Prostate Cancer and Maitake Mushroom
Adding a mushroom extract to interferon therapy for prostate cancer significantly improves the treatment’s effectiveness, and may help reduce both its cost and side effects, according to a study published in the Journal of Hematology and Oncology.
Prostate cancer is the second deadliest cancer among elderly men in the United States. Although treatments such as surgery, chemotherapy, radiation, and hormone therapy are available, their benefits aren’t always long-lasting, they can have significant side effects, and the disease can return. Another treatment option is immunotherapy with a class of drugs known as interferons. These drugs provoke the body’s immune system to respond against the cancer, and they are thought to inhibit the cancer cells’ ability to grow and differentiate. However, studies on interferons have shown mixed results.
“The efficacy of these interferons has not been as good as we expected and also they are rather expensive,” says study author Sensuke Konno, PhD, associate professor in the Department of Urology at New York Medical College.
To improve the effectiveness of interferons and reduce the cost of treatment, researchers have been looking at combining these drugs with other substances. Dr. Konno investigated a treatment combining interferon-alpha with D-fraction (PDF), an extract from the maitake mushroom (Grifola frondosa). Past studies have shown that this extract can stimulate an immune response against cancer cells. Dr. Konno and his team wanted to find out if the two substances combined might have a synergistic effect on prostate cancer cells.
The authors tested out the two substances, first alone and then together, on prostate cancer cells in the laboratory. Individually the interferon and mushroom extract had no real effects on the cancer, except in very high doses. However, when the two substances were combined, they slowed the growth of prostate cancer cells by up to 65 percent. The combination of the two substances effectively halted the cancer cell cycle, preventing the prostate cancer cells from dividing and multiplying.
Combining interferon-alpha and PDF also reduced the amount of each drug that was needed.
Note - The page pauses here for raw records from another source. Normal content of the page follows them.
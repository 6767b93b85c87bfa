// ABOUTME: Single-shot delayed-hide timer handle with explicit cancel and restart

use std::time::Duration;

use tokio::task::JoinHandle;

/// Default time a notification stays on screen before auto-hiding.
pub const DEFAULT_HIDE_DELAY: Duration = Duration::from_secs(5);

/// Owns at most one outstanding delayed-hide task.
///
/// Restarting is an explicit cancel-then-reschedule: `arm()` aborts the
/// previous task and bumps the generation, so a superseded task can never
/// apply its hide even if it was already past its sleep when aborted.
#[derive(Debug, Default)]
pub(crate) struct HideTimer {
    handle: Option<JoinHandle<()>>,
    generation: u64,
}

impl HideTimer {
    pub(crate) fn new() -> Self {
        Self::default()
    }

    /// Cancels any pending task and reserves a new generation for the next
    /// one. The caller spawns the task and hands its handle to `store`.
    pub(crate) fn arm(&mut self) -> u64 {
        self.cancel();
        self.generation += 1;
        self.generation
    }

    pub(crate) fn store(&mut self, handle: JoinHandle<()>) {
        self.handle = Some(handle);
    }

    pub(crate) fn cancel(&mut self) {
        if let Some(handle) = self.handle.take() {
            handle.abort();
        }
    }

    /// True while a scheduled hide has neither fired nor been cancelled.
    pub(crate) fn is_armed(&self) -> bool {
        self.handle.is_some()
    }

    /// A firing task passes back the generation it was armed with; only the
    /// most recent one may hide.
    pub(crate) fn is_current(&self, generation: u64) -> bool {
        self.generation == generation
    }

    /// Called by the task that fired; drops the stored handle.
    pub(crate) fn clear(&mut self) {
        self.handle = None;
    }
}

#[cfg(test)]
mod tests {
    use super::*;

    #[test]
    fn arm_bumps_generation_and_invalidates_previous() {
        let mut timer = HideTimer::new();
        let first = timer.arm();
        assert!(timer.is_current(first));

        let second = timer.arm();
        assert!(!timer.is_current(first));
        assert!(timer.is_current(second));
    }

    #[tokio::test]
    async fn cancel_aborts_the_stored_task() {
        let mut timer = HideTimer::new();
        timer.arm();
        let handle = tokio::spawn(async {
            tokio::time::sleep(Duration::from_secs(3600)).await;
        });
        timer.store(handle);
        assert!(timer.is_armed());

        timer.cancel();
        assert!(!timer.is_armed());
    }
}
Interferon was reduced to one-fifth of its original dose. “It is thus plausible that PDF may not only help potentiate the interferon activity, but also help cut the cost down,” says Dr. Konno.
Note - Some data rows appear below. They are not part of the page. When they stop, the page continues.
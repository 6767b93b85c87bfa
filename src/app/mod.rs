// ABOUTME: View-model layer: observable state, subscribers, and the hide timer

pub mod notification;
pub mod observers;
pub mod state;

pub use notification::DEFAULT_HIDE_DELAY;
pub use observers::{Property, SubscriberId};
pub use state::LogPaneViewModel;
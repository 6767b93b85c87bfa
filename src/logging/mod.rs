// ABOUTME: Log destination capability and the sinks shipped with the crate

pub mod sink;

pub use sink::{FileSink, LogSink, MemorySink, NoopSink, TracingSink};

#[cfg(test)]
pub use sink::MockLogSink;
Dr. Konno is cautiously optimistic about the possibility of using combinations of interferon and PDF or other substances in the future. “Although the combination of interferon and PDF in our study looks good and promising, I try to be a little more cautious because this is an in vitro study (using cell cultures) and we still have a long way to go,” he explains. The next step in the research would be to test out this treatment combination on animals with cancer to determine the appropriate dose, and learn whether it might cause any unwanted side effects. Depending on the results of animal studies, the combination therapy might move forward into human clinical trials.